Il piccolo Charlie è stato condannato a morte. Con lui muore l'Europa!

 

 

di Giorgio Arconte – Ne avevamo detto qualche tempo fa (qui) e purtroppo siamo costretti a parlare nuovamente della storia del piccolo Charlie Gard, a raccontarvi l’ultimo capitolo di una vita che durerà ancora pochi giorni e non supererà gli appena 10 mesi. La Corte Europea orwellianamente chiamata dei Diritti Umani, nel significativo e assordante silenzio di tutti i media occidentali, ha decretato la condanna a morte per il piccolo affetto da una rara malattia che né i medici inglesi, né i giudici britannici ed europei intendono curare.

Il verdetto di morte è arrivato, ancora non si conosce il testo con le motivazioni ma già si possono immaginare: quella di Charlie non era una vita degna di essere vissuta. Perché Charlie era solo un malato cronico e in quanto tale non poteva diventare un meccanismo di quel sistema economico che livella tutti a consumatori di consumo.

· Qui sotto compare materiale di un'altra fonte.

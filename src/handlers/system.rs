//! Incremental log tailing for the web UI.
//!
//! The client polls with the byte position and file name it saw last; the
//! server returns any lines appended since. When the rolling logger has
//! moved to a new file the response flags `fileChanged` and the client
//! restarts from position zero.

use std::path::{Path, PathBuf};

use axum::Json;
use axum::extract::{Query, State};
use serde::{Deserialize, Serialize};
use tokio::io::{AsyncReadExt, AsyncSeekExt};

use crate::errors::{AppError, AppResult};
use crate::state::AppState;

#[derive(Debug, Deserialize)]
#[serde(rename_all = "camelCase")]
pub struct GetLogsParams {
    #[serde(default)]
    pub last_position: u64,
    #[serde(default)]
    pub last_file: Option<String>,
}

#[derive(Debug, Serialize)]
#[serde(rename_all = "camelCase")]
pub struct LogTail {
    pub file_name: String,
    pub lines: Vec<String>,
    pub total_lines: usize,
    pub has_new_lines: bool,
    pub file_changed: bool,
    pub new_position: u64,
}

/// Newest log file in the directory. The daily-rolling appender names files
/// `vesper.log.YYYY-MM-DD`, so lexicographic order is chronological.
fn newest_log_file(logs_dir: &Path) -> Option<PathBuf> {
    let entries = std::fs::read_dir(logs_dir).ok()?;
    entries
        .filter_map(|entry| entry.ok())
        .map(|entry| entry.path())
        .filter(|path| path.is_file())
        .max_by_key(|path| path.file_name().map(|n| n.to_os_string()))
}

/// `GET /api/System/GetLogs?lastPosition&lastFile`
pub async fn get_logs(
    State(state): State<AppState>,
    Query(params): Query<GetLogsParams>,
) -> AppResult<Json<LogTail>> {
    let Some(path) = newest_log_file(&state.logs_dir) else {
        return Ok(Json(LogTail {
            file_name: String::new(),
            lines: Vec::new(),
            total_lines: 0,
            has_new_lines: false,
            file_changed: false,
            new_position: 0,
        }));
    };

    let file_name = path
        .file_name()
        .map(|n| n.to_string_lossy().into_owned())
        .unwrap_or_default();
    let file_changed = params
        .last_file
        .as_deref()
        .is_some_and(|last| last != file_name);
    // After rotation the caller's position refers to the old file.
    let start = if file_changed { 0 } else { params.last_position };

    let mut file = tokio::fs::File::open(&path)
        .await
        .map_err(|e| AppError::InternalServerError(format!("{}: {e}", path.display())))?;
    let len = file
        .metadata()
        .await
        .map_err(|e| AppError::InternalServerError(e.to_string()))?
        .len();

    let start = start.min(len);
    file.seek(std::io::SeekFrom::Start(start))
        .await
        .map_err(|e| AppError::InternalServerError(e.to_string()))?;
    let mut fresh = String::new();
    file.read_to_string(&mut fresh)
        .await
        .map_err(|e| AppError::InternalServerError(format!("log file is not UTF-8: {e}")))?;

    let lines: Vec<String> = fresh.lines().map(str::to_string).collect();

    // Total line count needs the whole file; logs roll daily so this stays
    // bounded.
    let total_lines = if start == 0 {
        lines.len()
    } else {
        tokio::fs::read_to_string(&path)
            .await
            .map(|content| content.lines().count())
            .unwrap_or(lines.len())
    };

    Ok(Json(LogTail {
        file_name,
        has_new_lines: !lines.is_empty(),
        lines,
        total_lines,
        file_changed,
        new_position: len,
    }))
}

Il sillogismo della nuova civiltà nichilista è: se non consumi non vali. Non ci deve essere speranza.

D’ora in poi tremino i malati e gli anziani, questi sono inutili, costosi e per tali motivi devono essere eliminati. Addirittura sono pericolosi benché fragili ed indifesi perché ci ricordano costantemente che la vita è piena di miserie e di sofferenze mentre l’umanità deve vivere dentro una bolla illusoria di piacere illimitato.

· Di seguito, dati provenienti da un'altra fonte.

//! The audio-capture loop: local VAD, utterance segmentation, barge-in.
//!
//! One instance lives for one `run()` call; its buffers are never shared.
//! Microphone frames are resampled to the VAD rate and re-framed, then each
//! VAD frame advances the segmentation state machine:
//!
//! ```text
//!            speech x3                     1600 ms silence
//! [idle] ───────────────► [recording] ───────────────────► send + commit
//!    │                        ▲                              + response
//!    │ model speaking         │ speech x2 while model speaks
//!    └────────────────────────┴─────────── barge-in: cancel + truncate
//! ```
//!
//! While idle a short pre-roll ring is kept so the start of an utterance is
//! not clipped by the three-frame confirmation delay.

use std::collections::VecDeque;
use std::sync::Arc;
use std::time::{Duration, Instant};

use anyhow::{Context, Result};
use tokio::sync::mpsc;
use tokio_util::sync::CancellationToken;
use tracing::{debug, info, warn};

use super::client::RealtimeSession;
use super::sync::PlaybackSync;
use super::{AgentNotice, RunResult};
use crate::audio::resample::{resample_nearest, samples_to_pcm};
use crate::audio::{FrameSource, REMOTE_SAMPLE_RATE, VAD_SAMPLE_RATE};
use crate::vad::SpeechDetector;

/// Frames of pre-roll kept while idle (~0.5 s of audio).
pub const PRE_BUFFER_FRAMES: usize = 15;

/// Consecutive speech frames that confirm an utterance started.
pub const MIN_SPEECH_FRAMES: usize = 3;

/// Consecutive speech frames that interrupt the speaking assistant.
pub const MIN_SPEECH_FRAMES_FOR_BARGE_IN: usize = 2;

/// Trailing silence that ends an utterance.
pub const SILENCE_MS_TO_STOP: u64 = 1600;

/// How long to wait for the model before giving up on a requested response.
pub const RESPONSE_WAIT_TIMEOUT: Duration = Duration::from_secs(30);

/// VAD probability at or above which a frame counts as speech.
pub const SPEECH_PROBABILITY_THRESHOLD: f32 = 0.5;

/// Per-run configuration.
#[derive(Debug, Clone)]
pub struct CaptureConfig {
    /// Idle time after which `run` returns [`RunResult::InactivityTimeout`].
    pub inactivity_timeout: Duration,
}

/// Mutable per-run state. Owned by the loop, never shared.
struct CaptureState {
    /// Pre-roll of upsampled (remote-rate) PCM, one entry per VAD frame.
    pre_buffer: VecDeque<Vec<u8>>,
    /// The active utterance as upsampled PCM.
    utterance: Vec<u8>,
    is_recording: bool,
    speech_frames: usize,
    barge_in_speech_frames: usize,
    silence_ms: u64,
    was_model_speaking: bool,
    last_activity: Instant,
}

impl CaptureState {
    fn new() -> Self {
        Self {
            pre_buffer: VecDeque::with_capacity(PRE_BUFFER_FRAMES),
            utterance: Vec::new(),
            is_recording: false,
            speech_frames: 0,
            barge_in_speech_frames: 0,
            silence_ms: 0,
            was_model_speaking: false,
            last_activity: Instant::now(),
        }
    }
}

/// One conversation's capture side.
pub struct CaptureLoop {
    session: Arc<dyn RealtimeSession>,
    sync: Arc<PlaybackSync>,
    vad: Arc<dyn SpeechDetector>,
    notices: mpsc::UnboundedSender<AgentNotice>,
    config: CaptureConfig,
    state: CaptureState,
    /// Accumulates resampled audio until a whole VAD frame is available.
    vad_pending: Vec<i16>,
}

impl CaptureLoop {
    pub fn new(
        session: Arc<dyn RealtimeSession>,
        sync: Arc<PlaybackSync>,
        vad: Arc<dyn SpeechDetector>,
        notices: mpsc::UnboundedSender<AgentNotice>,
        config: CaptureConfig,
    ) -> Self {
        Self {
            session,
            sync,
            vad,
            notices,
            config,
            state: CaptureState::new(),
            vad_pending: Vec::new(),
        }
    }

    /// Consume microphone frames until hangup/shutdown or inactivity.
    pub async fn run<S: FrameSource>(
        &mut self,
        source: &mut S,
        cancel: &CancellationToken,
    ) -> Result<RunResult> {
        let source_rate = source.sample_rate();
        let frame_size = self.vad.frame_size();
        self.state = CaptureState::new();
        self.vad.reset().await;

        loop {
            let frame = tokio::select! {
                _ = cancel.cancelled() => {
                    info!("capture loop cancelled");
                    return Ok(RunResult::Cancelled);
                }
                frame = source.next_frame() => frame.context("capture device failed")?,
            };

            self.vad_pending
                .extend(resample_nearest(&frame, source_rate, VAD_SAMPLE_RATE));
            while self.vad_pending.len() >= frame_size {
                let vad_frame: Vec<i16> = self.vad_pending.drain(..frame_size).collect();
                if let Some(result) = self.step(&vad_frame).await? {
                    return Ok(result);
                }
            }

            // Yield so the receive loop is never starved by capture work.
            tokio::time::sleep(Duration::from_millis(1)).await;
        }
    }

    /// Advance the state machine by one VAD frame.
    async fn step(&mut self, frame: &[i16]) -> Result<Option<RunResult>> {
        let frame_ms = (frame.len() as u64 * 1000) / VAD_SAMPLE_RATE as u64;
        let probability = self.vad.speech_probability(frame).await?;
        let is_speech = probability >= SPEECH_PROBABILITY_THRESHOLD;
        let model_speaking = self.sync.is_model_speaking();
        let now = Instant::now();

        // Any user speech, and the assistant finishing a turn, both count as
        // conversational activity.
        if is_speech || (self.state.was_model_speaking && !model_speaking) {
            self.state.last_activity = now;
        }

        // Barge-in: the user talking over the assistant.
        if model_speaking && is_speech {
            self.state.barge_in_speech_frames += 1;
            if self.state.barge_in_speech_frames >= MIN_SPEECH_FRAMES_FOR_BARGE_IN {
                self.state.barge_in_speech_frames = 0;
                self.barge_in().await;
            }
        } else if !is_speech {
            self.state.barge_in_speech_frames = 0;
        }

        let model_speaking = self.sync.is_model_speaking();
        let mut drained_pre_buffer = false;

        // Pre-roll while idle, so utterance onset survives the speech
        // confirmation delay.
        if !self.state.is_recording {
            if self.state.pre_buffer.len() == PRE_BUFFER_FRAMES {
                self.state.pre_buffer.pop_front();
            }
            self.state.pre_buffer.push_back(uplink_pcm(frame));
        }

        // Start of speech.
        if !self.state.is_recording && !model_speaking {
            if is_speech {
                self.state.speech_frames += 1;
            } else {
                self.state.speech_frames = 0;
            }
            if self.state.speech_frames >= MIN_SPEECH_FRAMES {
                debug!("utterance started");
                self.state.is_recording = true;
                self.state.speech_frames = 0;
                self.state.silence_ms = 0;
                for buffered in self.state.pre_buffer.drain(..) {
                    self.state.utterance.extend_from_slice(&buffered);
                }
                drained_pre_buffer = true;
            }
        }

        // End of speech.
        if self.state.is_recording {
            if !drained_pre_buffer {
                self.state.utterance.extend_from_slice(&uplink_pcm(frame));
            }
            if is_speech {
                self.state.silence_ms = 0;
            } else {
                self.state.silence_ms += frame_ms;
                if self.state.silence_ms >= SILENCE_MS_TO_STOP {
                    self.finish_utterance().await?;
                }
            }
        }

        // Response-wait watchdog.
        if let Some(elapsed) = self.sync.response_wait_elapsed() {
            if elapsed > RESPONSE_WAIT_TIMEOUT {
                warn!(?elapsed, "no response from the service; giving up on it");
                self.sync.clear_waiting_for_response();
            }
        }

        // Inactivity timeout.
        if !self.state.is_recording
            && !self.sync.is_model_speaking()
            && !self.sync.is_waiting_for_response()
            && now.duration_since(self.state.last_activity) >= self.config.inactivity_timeout
        {
            info!("conversation idle; returning to wake-word listening");
            return Ok(Some(RunResult::InactivityTimeout));
        }

        self.state.was_model_speaking = self.sync.is_model_speaking();
        Ok(None)
    }

    /// The user interrupted the assistant: stop playback, tell the server
    /// what was actually heard, and record the interrupting utterance.
    async fn barge_in(&mut self) {
        let Some(item_id) = self.sync.try_trigger_barge_in() else {
            return;
        };
        info!(%item_id, "barge-in");

        let played_ms = match self.sync.speaker() {
            Some(speaker) => {
                speaker.clear();
                speaker.played_ms()
            }
            None => 0,
        };
        if let Err(e) = self.session.cancel_response().await {
            warn!("cancel_response during barge-in failed: {}", e);
        }
        if let Err(e) = self.session.truncate_item(&item_id, 0, played_ms).await {
            warn!("truncate_item during barge-in failed: {}", e);
        }

        self.sync.set_model_speaking(false);
        let _ = self.notices.send(AgentNotice::SpeakingStopped);

        // The interrupting speech becomes the next user turn.
        self.state.is_recording = true;
        self.state.utterance.clear();
        self.state.pre_buffer.clear();
        self.state.speech_frames = 0;
        self.state.silence_ms = 0;
        self.vad.reset().await;
    }

    /// Ship the finished utterance and request a response.
    async fn finish_utterance(&mut self) -> Result<()> {
        let audio = std::mem::take(&mut self.state.utterance);
        info!(bytes = audio.len(), "utterance finished");

        self.session
            .send_input_audio(&audio)
            .await
            .context("failed to send utterance audio")?;
        self.session
            .commit_pending_audio()
            .await
            .context("failed to commit utterance")?;
        self.session
            .start_response()
            .await
            .context("failed to request response")?;
        self.sync.mark_waiting_for_response();

        self.state.is_recording = false;
        self.state.pre_buffer.clear();
        self.state.silence_ms = 0;
        self.state.speech_frames = 0;
        self.state.last_activity = Instant::now();
        self.vad.reset().await;
        Ok(())
    }
}

/// Upsample one VAD-rate frame to the remote rate and serialize as PCM16.
fn uplink_pcm(frame: &[i16]) -> Vec<u8> {
    samples_to_pcm(&resample_nearest(frame, VAD_SAMPLE_RATE, REMOTE_SAMPLE_RATE))
}

#[cfg(test)]
mod tests {
    use super::*;

    #[test]
    fn test_uplink_pcm_upsamples_to_remote_rate() {
        let frame = vec![100i16; 512];
        let pcm = uplink_pcm(&frame);
        // 512 samples at 16 kHz become 768 at 24 kHz, two bytes each.
        assert_eq!(pcm.len(), 768 * 2);
    }
}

Charlie è stato condannato a morte e con lui morirà tutta la Civiltà europea. Quella Civiltà costruita sulle spalle del pensiero greco, del diritto romano e della cristianità e che aveva riconosciuto la centralità del soggetto umano elevandolo a persona, ovvero a membro di una comunità che afferma la dignità di ognuno solo per il suo essere vita, per la sua esistenza. Era questo il presupposto che aveva consentito in Europa lo sviluppo di società ordinate, belle, solidali. Certo, non sono mancate le guerre, i furti e gli omicidi ma anche il male fa parte dell’esistenza. Sempre. Inevitabilmente. Un male che, nel momento in cui non lo si riconosce perché tutto si rende liquido, tutto si dissolve in un dissennato relativismo etico, non crea felicità ma genera solo altro male, tremendamente e orridamente mascherato.

Quando staccheranno la spina a Charlie come se fosse una macchina, quella Civiltà a misura d’Uomo non esisterà più. Lascerà il posto al nulla, al niente. Tutto il resto è da scartare. Ma come può una civiltà che si definisce progressista guardare al futuro se uccide i suoi figli (con l’aborto), impedisce la generazione (con i matrimoni gay), spegne ogni impulso (con la droga) ed ha come prospettiva solo la morte (con l’eutanasia)? Non può! E di fatto non lo fa! Ciò che conta è solo il presente in un godimento senza limiti: libertà (o presunta tale). La realtà, però, è ben diversa e prima o poi ci si dovrà scontrare. Sta a quei pochi uomini e a quelle poche donne ancora in piedi in mezzo alle rovine, riuscire a restare saldi e a continuare a coltivare il seme della speranza. Missione non facile né esistono ricette. Forse la strada migliore è quella di creare ambienti e piccole comunità che non si isolino dal mondo - cosa impossibile - ma che creino reti e relazioni solidali e identitarie tanto forti da resistere all’assalto del mondo. La speranza vive di speranza e la natura insegna che un filo d’erba, con la sua esile forza, riesce anche a spaccare e bucare l’asfalto di un manto stradale per poter uscire fuori e guardare la luce del sole.